B.                 Position du défendeur

[16]           Le défendeur soutient que le fondement de la décision de l’agent n’était pas que l’offre d’emploi du demandeur principal n’était pas crédible, mais plutôt que l’agent n’était pas convaincu que le demandeur principal serait en mesure de réussir son établissement économique au Canada, compte tenu de son expérience et de ses aptitudes à la communication restreintes. L’agent n’a pas eu des préoccupations au sujet des compétences linguistiques du demandeur principal parce qu’il soupçonnait que l’offre avait été faite en raison de liens personnels avec l’employeur éventuel. Au contraire, cette suspicion découlait de l’analyse par l’agent des compétences du demandeur principal.

[17]           Le défendeur souligne qu’il incombe aux demandeurs de présenter de la preuve suffisante de l’établissement économique et que l’agent n’est nullement tenu d’informer le demandeur de toutes les préoccupations qui découlent directement des exigences juridiques (Parveen c. Canada (Citoyenneté et Immigration), 2015 CF 473, au paragraphe 16).

[18]           Le défendeur ferait une distinction avec l’affaire Rani sur la foi que le juge Strickland a constaté dans cette affaire-là que, considérée dans son ensemble, la décision de l’agent se fondait sur son scepticisme quant à l’authenticité de l’offre d’emploi. Dans le cas présent, les compétences linguistiques du demandeur constituaient un motif distinct et déterminant du refus de la demande.

[19]           Sur le plan du caractère raisonnable de la décision, le défendeur fait valoir que, même en acceptant le fait que le demandeur principal avait une offre d’emploi véritable, cela ne prouvait pas qu’il avait les compétences et l’expérience nécessaires pour réussir dans ses fonctions, continuer à travailler et réussir son établissement économique à long terme. Le défendeur fait également remarquer que la lettre de l’employeur éventuel souligne que celui-ci et le demandeur principal parlaient tous deux l’ourdou, ce qui faciliterait la communication, et fait valoir que cela rend difficile de savoir comment l’employeur pouvait évaluer les compétences du demandeur principal en anglais.

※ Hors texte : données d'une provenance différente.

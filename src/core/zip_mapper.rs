//! ZIP code to utility territory resolution.
//!
//! Lookup order: runtime overrides and the built-in table (exact ZIPs), then
//! numeric range rules (narrowest first), then nearest-neighbour inference
//! over known ZIPs sharing the 3-digit prefix, then the county default of the
//! nearest neighbour. Each step reports a lower confidence than the one before.

use crate::core::zip_data::{
    Area, COUNTY_DEFAULTS, RANGE_RULES, SPLIT_CONFIDENCE, SPLIT_ZIPS, STATIC_CONFIDENCE,
    STATIC_ZIPS,
};
use crate::domain::model::{City, MappingSource, TdspCode, ZipCodeMapping};
use crate::domain::ports::TerritoryLookup;
use crate::utils::error::{AppError, Result};
use serde::Deserialize;
use std::collections::{BTreeMap, HashMap};

pub const DEFAULT_NEIGHBOR_WINDOW: u32 = 15;
pub const DEFAULT_VERIFY_BELOW: u8 = 80;

const INFERRED_CAP: f64 = 75.0;
const INFERENCE_DISCOUNT: f64 = 0.8;
const MIN_AGREEMENT: f64 = 0.6;
const COUNTY_CONFIDENCE: u8 = 55;
const VERIFIED_CONFIDENCE: u8 = 95;
const REJECTED_CONFIDENCE_CAP: u8 = 40;

#[derive(Debug, Clone, PartialEq, Eq, Hash)]
pub enum Territory {
    Tdsp(TdspCode),
    Utility(String),
}

impl From<Area> for Territory {
    fn from(area: Area) -> Self {
        match area {
            Area::Tdsp(code) => Territory::Tdsp(code),
            Area::Utility(name) => Territory::Utility(name.to_string()),
        }
    }
}

impl Territory {
    fn sort_key(&self) -> String {
        match self {
            Territory::Tdsp(code) => format!("0{}", code),
            Territory::Utility(name) => format!("1{}", name),
        }
    }
}

#[derive(Debug, Clone)]
struct KnownZip {
    territory: Territory,
    city: Option<String>,
    county: Option<String>,
    confidence: u8,
    source: MappingSource,
    alternates: Vec<TdspCode>,
}

/// One row of an override CSV: `zip,tdsp,utility,city,county,confidence`.
/// `tdsp` may be blank when `utility` names a non-competitive provider.
#[derive(Debug, Clone, Deserialize)]
pub struct OverrideRow {
    pub zip: String,
    #[serde(default)]
    pub tdsp: Option<String>,
    #[serde(default)]
    pub utility: Option<String>,
    #[serde(default)]
    pub city: Option<String>,
    #[serde(default)]
    pub county: Option<String>,
    #[serde(default)]
    pub confidence: Option<u8>,
}

#[derive(Debug, Clone, Copy)]
pub struct MapperSettings {
    pub neighbor_window: u32,
    pub verify_below: u8,
}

V.                Discussion

[20]           Ma décision d’accueillir la présente demande de contrôle judiciaire tient compte de la question de l’équité procédurale soulevée par les demandeurs. Comme il est indiqué par les demandeurs, aux paragraphes 6 et 7 de l’arrêt Madadi, le juge Zinn a résumé succinctement la jurisprudence entourant les obligations en matière d’équité procédurale, dans le cadre des demandes de résidence permanente, comme suit :

6          La jurisprudence de la Cour en matière d’équité procédurale dans ce domaine est claire : lorsqu’un demandeur fournit des preuves suffisantes pour établir qu’il satisfait aux exigences de la Loi ou du Règlement, le cas échéant, et que l’agent met en doute « la crédibilité, l’exactitude ou l’authenticité des renseignements fournis » et qu’il souhaite rejeter la demande en fonction de ces doutes, l’obligation d’équité est invoquée : Perez Enriquez c. Canada (Citoyenneté et Immigration), 2012 CF 1091, au paragraphe 26; voir aussi, entre autres, Patel c. Canada (Citoyenneté et Immigration), 2011 CF 571; Hamza c. Canada (Citoyenneté et Immigration), 2013 CF 264; Farooq c. Canada (Ministre de la Citoyenneté et de l’Immigration), 2013 CF 164 et Ghannadi c. Canada (Ministre de la Citoyenneté et de l’Immigration), 2013 CF 515.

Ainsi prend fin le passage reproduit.